After a bumper year for spending on artificial intelligence infrastructure, scrutiny is shifting towards returns on investment from the companies at the heart of the AI boom.
Three of these – Meta, Microsoft and Tesla – are set to start the earnings season with fourth-quarter results on Wednesday, before investors focus on Apple on Thursday. Fellow Magnificent Seven companies Alphabet and Amazon will deliver results next week, with chip bellwether Nvidia due to report later next month.
Data from business and technology insights company Gartner anticipates that global spending on AI will pass $2.5 trillion this year, a 44 per cent year-on-year increase. Spending on AI infrastructure globally is expected to increase by $401 billion to more than $1.3 trillion this year.
This week's earnings will give investors the opportunity to hear from the Big Tech bosses, with some of the biggest questions focused on a road map for profitability.
“For the past two years, there's been an astonishing amount of capital expenditure in that sector,” said Peter Andersen, founder of Andersen Capital Management in Boston.
“Investors have been patient but I'm hoping that investors are going to grow less patient because it is taking this amount of time, and yet nobody has really given any tangible demonstration of how this relates to increased profits.”
Indeed, strong earnings might not be good enough for investors. Meta shares have fallen about 12 per cent since it reported strong earnings in October after investors seemingly baulked at the company increasing its capex forecast from $66 billion to between $70 billion and $72 billion.
It was not the only company to boost its estimates at the time. Amazon raised its AI spending forecast for 2026 from $118 billion to $125 billion, while Alphabet and Microsoft also previewed more spending.
Still, analysts are expecting more capex commitment from these companies. Wall Street analysts estimate hyperscalers' capex for 2026 to about $527 billion, according to a Goldman Sachs analysis published in December.
“We're not necessarily looking as to whether or not there's a pullback on capex. I think it's pretty strong that capital expenditures are ingrained and solid in terms of what's coming in,” said Arnim Holzer, global macro strategist at Easterly EAB Risk Solutions.
“Now you're going to start to see how revenue is going to be generated. How is that going to affect the return of capital?”
Tech companies have made a series of large announcements since they last reported.
Google and Anthropic announced a cloud partnership expected to deliver more than a gigawatt of AI computing capacity by 2026. Nvidia and Microsoft signed a multibillion-dollar deal with Anthropic. And Apple recently announced it chose Google's Gemini AI model to power Siri, which brought parent company Alphabet to cross the $4 trillion market cap threshold.

The conversation will also begin to shift towards how these Big Tech companies will make the move from announcing large data centre projects to building them.
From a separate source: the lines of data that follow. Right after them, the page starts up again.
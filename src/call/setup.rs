use std::sync::Arc;

use serde::{Deserialize, Serialize};
use tracing::{error, info};

use crate::ari::{AriClient, ExternalMediaParams};
use crate::config::{AriConfig, MediaConfig};
use crate::error::{OrchestratorError, Result, SetupStep};

/// Request to bridge one inbound channel to a local media listener
#[derive(Debug, Clone, PartialEq, Eq, Serialize, Deserialize)]
pub struct SetupRequest {
    pub caller_id: String,
    pub channel_id: String,
    pub port: u16,
}

/// Mixing bridge created for one call, with the channels joined to it
#[derive(Debug, Clone, PartialEq, Eq, Serialize, Deserialize)]
pub struct BridgeTopology {
    pub bridge_id: String,
    /// Originating channel first, then the media-fork channel
    pub channel_ids: Vec<String>,
}

/// Anything that can bring up the media path for a new call
#[async_trait::async_trait]
pub trait CallSetup: Send + Sync {
    async fn execute(&self, request: &SetupRequest) -> Result<()>;
}

/// Runs answer, fork-media, create-bridge, add-channel x2 and fetch-bridge
/// against ARI, stopping at the first failure.
///
/// Partially created channels and bridges are left for Asterisk to reap on
/// hangup.
pub struct CallSetupSequencer {
    client: Arc<AriClient>,
    app_name: String,
    media_host: String,
    media_format: String,
}

impl CallSetupSequencer {
    pub fn new(client: Arc<AriClient>, ari: &AriConfig, media: &MediaConfig) -> Self {
        Self {
            client,
            app_name: ari.app_name.clone(),
            media_host: media.external_host.clone(),
            media_format: media.format.clone(),
        }
    }

    pub async fn set_up_call(&self, channel_id: &str, port: u16) -> Result<BridgeTopology> {
        info!("Setting up call for channel {} on port {}", channel_id, port);

        self.client
            .answer_channel(channel_id)
            .await
            .map_err(aborted(SetupStep::Answer))?;

        let params =
            ExternalMediaParams::new(&self.app_name, &self.media_host, port, &self.media_format);
        let fork = self
            .client
            .create_external_media(&params)
            .await
            .map_err(aborted(SetupStep::ForkMedia))?;
        info!("Created media fork channel {} -> {}", fork.id, params.external_host);

        let bridge = self
            .client
            .create_bridge("mixing")
            .await
            .map_err(aborted(SetupStep::CreateBridge))?;
        info!("Created mixing bridge {}", bridge.id);

        let channel_ids = vec![channel_id.to_string(), fork.id];
        for id in &channel_ids {
            self.client
                .add_channel_to_bridge(&bridge.id, id)
                .await
                .map_err(aborted(SetupStep::AddChannel))?;
        }

        let state = self
            .client
            .get_bridge(&bridge.id)
            .await
            .map_err(aborted(SetupStep::FetchBridge))?;
        info!("Bridge {} now holds channels {:?}", state.id, state.channels);

        Ok(BridgeTopology {
            bridge_id: bridge.id,
            channel_ids,
        })
    }
}

fn aborted(step: SetupStep) -> impl FnOnce(OrchestratorError) -> OrchestratorError {
    move |e| {
        error!("Call setup failed at step {}: {}", step, e);
        OrchestratorError::SetupSequenceAborted {
            step,
            source: Box::new(e),
        }
    }
}

#[async_trait::async_trait]
impl CallSetup for CallSetupSequencer {
    async fn execute(&self, request: &SetupRequest) -> Result<()> {
        self.set_up_call(&request.channel_id, request.port).await?;
        Ok(())
    }
}
//! Expression evaluation.
//!
//! Literals, identifiers, object literals and member access are evaluated.
//! Every other expression kind evaluates to `undefined` without recording a
//! step and without evaluating its sub-expressions.

use serde_json::json;
use tracing::trace;

use crate::parser::ast::{
    ExpressionType, HasMeta, LiteralData, MemberExpressionData, Meta, PropertyData, PropertyKey,
};
use crate::runner::ds::heap::object_label;
use crate::runner::ds::step::StepType;
use crate::runner::ds::value::JsValue;

use super::types::{EvalContext, ValueResult};

/// Evaluate an expression and return its value.
pub fn evaluate_expression(expr: &ExpressionType, ctx: &mut EvalContext) -> ValueResult {
    match expr {
        ExpressionType::Literal(lit) => Ok(evaluate_literal(lit)),

        ExpressionType::Identifier(id) => ctx.get_binding_value(&id.name),

        ExpressionType::ObjectExpression { meta, properties } => {
            evaluate_object_expression(meta, properties, ctx)
        }

        ExpressionType::MemberExpression(member) => evaluate_member_expression(member, ctx),

        ExpressionType::ArrayExpression { .. }
        | ExpressionType::AssignmentExpression { .. }
        | ExpressionType::CallExpression { .. }
        | ExpressionType::FunctionExpression { .. }
        | ExpressionType::UnaryExpression { .. }
        | ExpressionType::BinaryExpression { .. } => {
            trace!(
                start = expr.get_meta().start_index,
                expression = %expr.describe(),
                "unsupported expression evaluates to undefined"
            );
            Ok(JsValue::Undefined)
        }
    }
}

fn evaluate_literal(lit: &LiteralData) -> JsValue {
    JsValue::from(&lit.value)
}

fn evaluate_object_expression(
    meta: &Meta,
    properties: &[PropertyData],
    ctx: &mut EvalContext,
) -> ValueResult {
    let object_id = ctx.heap.allocate_object();
    let label = object_label(object_id);
    ctx.record(
        StepType::AllocateHeapObject,
        format!("Create object literal {} in the Heap", label),
        json!({ "objectId": label }),
    )?;
    trace!(start = meta.start_index, object = %label, "allocated object");

    for property in properties {
        // Only identifier keys are initialized; other keys are skipped without
        // evaluating their values.
        let key = match &property.key {
            PropertyKey::Identifier(name) => name,
            PropertyKey::StringLiteral(_) | PropertyKey::NumberLiteral(_) => continue,
        };
        let value = evaluate_expression(&property.value, ctx)?;
        if let Some(object) = ctx.heap.get_object_mut(object_id) {
            object.set_property(key, value.clone());
        }
        let snapshot = ctx.snapshot(&value);
        ctx.record(
            StepType::AssignValue,
            format!("Initialize property '{}' of {}: {}", key, label, value),
            json!({ "objectId": label, "key": key, "value": snapshot }),
        )?;
    }
    Ok(JsValue::Object(object_id))
}

fn evaluate_member_expression(member: &MemberExpressionData, ctx: &mut EvalContext) -> ValueResult {
    let object = evaluate_expression(&member.object, ctx)?;
    let property = member.property.name.as_str();
    let described = member.object.describe();
    ctx.record(
        StepType::ExecuteExpression,
        format!("Access property '{}' of {}", property, described),
        json!({ "object": described, "property": property }),
    )?;
    Ok(read_property(&object, property, ctx))
}

/// Missing properties and non-object bases read as `undefined`.
pub fn read_property(base: &JsValue, property: &str, ctx: &EvalContext) -> JsValue {
    base.as_object_id()
        .and_then(|id| ctx.heap.get_object(id))
        .map(|object| object.get_property(property))
        .unwrap_or(JsValue::Undefined)
}
fn end_of_input_error(script: &str) -> Error<Rule> {
    let message = "Unexpected end of input".to_string();
    match Span::new(script, script.len(), script.len()) {
        Some(span) => Error::new_from_span(ErrorVariant::CustomError { message }, span),
        None => Error::new_from_pos(
            ErrorVariant::CustomError { message },
            pest::Position::from_start(script),
        ),
    }
}

fn is_keyword(rule: Rule) -> bool {
    matches!(
        rule,
        Rule::kw_function | Rule::kw_if | Rule::kw_else | Rule::kw_while | Rule::kw_for | Rule::kw_return
    )
}

/// Children of `pair` without the keyword tokens the grammar keeps as pairs.
fn significant_children<'i>(pair: Pair<'i, Rule>) -> impl Iterator<Item = Pair<'i, Rule>> {
    pair.into_inner().filter(|p| !is_keyword(p.as_rule()))
}

fn expect_next<'i, I: Iterator<Item = Pair<'i, Rule>>>(
    iter: &mut I,
    id: i32,
    parent: &Pair<'i, Rule>,
) -> Result<Pair<'i, Rule>, Error<Rule>> {
    iter.next().ok_or_else(|| get_unexpected_error(id, parent))
}

#[derive(Default)]
struct AstBuilder {
    functions: Vec<FunctionData>,
}
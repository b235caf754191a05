use serde::Serialize;
use thiserror::Error;

use crate::runner::ds::step::StepType;

/// Faults raised while simulating a program.
///
/// Every fault unwinds the frames pushed since the running call began and
/// halts the top-level driver, which records a single halting step for it.
#[derive(Debug, Clone, PartialEq, Eq, Error, Serialize)]
#[serde(tag = "kind", content = "message")]
pub enum JErrorType {
    #[error("ReferenceError: {0}")]
    ReferenceError(String),
    #[error("TypeError: {0}")]
    TypeError(String),
    #[error("RangeError: Maximum call stack size exceeded ({limit} frames)")]
    StackOverflow { limit: usize },
    #[error("RangeError: Step limit of {limit} exceeded")]
    StepLimitExceeded { limit: usize },
}

impl JErrorType {
    pub fn not_defined(name: &str) -> Self {
        JErrorType::ReferenceError(format!("'{}' is not defined", name))
    }

    pub fn before_initialization(name: &str) -> Self {
        JErrorType::ReferenceError(format!("Cannot access '{}' before initialization", name))
    }

    pub fn not_a_function(name: &str) -> Self {
        JErrorType::TypeError(format!("'{}' is not a function", name))
    }

    pub fn kind(&self) -> &'static str {
        match self {
            JErrorType::ReferenceError(_) => "ReferenceError",
            JErrorType::TypeError(_) => "TypeError",
            JErrorType::StackOverflow { .. } | JErrorType::StepLimitExceeded { .. } => "RangeError",
        }
    }

    /// The step type the driver records when this fault halts execution.
    pub fn halting_step_type(&self) -> StepType {
        match self {
            JErrorType::ReferenceError(_) => StepType::ThrowReferenceError,
            JErrorType::TypeError(_) => StepType::ThrowTypeError,
            JErrorType::StackOverflow { .. } | JErrorType::StepLimitExceeded { .. } => {
                StepType::ThrowRangeError
            }
        }
    }
}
“We think the scaffolding around that is going to have to start being put in place,” Mr Holzer said.
How investors digest these reports are likely to lead to large swings in a market that is already dealing with a bout of volatility.
Because Mag 7 companies comprise about a third of the S&P 500, how they perform could dictate how the broader index performs. That was on display as recently as Tuesday, when tech stocks helped to take the S&P 500 to a new record-high.
Microsoft closed more than 2 per cent higher at 4480.58 per share, while Meta and Alphabet both ended in the green. The broader S&P 500 ended the day at 6,978.60, a fresh closing record.
Still, the question remains if earnings this week will be enough to shake Wall Street out of its slump. US markets are facing a volatile environment amid President Donald Trump's tariff threats against Europe.
Mr Andersen said the tariff environment is an “unanalysable situation” given the Trump administration's shifting behaviour in placing extra charges on trading partners.
“It does create a lot of superficial instability, but that's also evidenced by the upwards spike in gold. It seems like investors are leaving US Treasuries and going into gold instead,” Mr Andersen said.
Markets are also set to be tested by the Federal Reserve's looming decision on interest rates, a weaker US dollar and the threat of a government shutdown.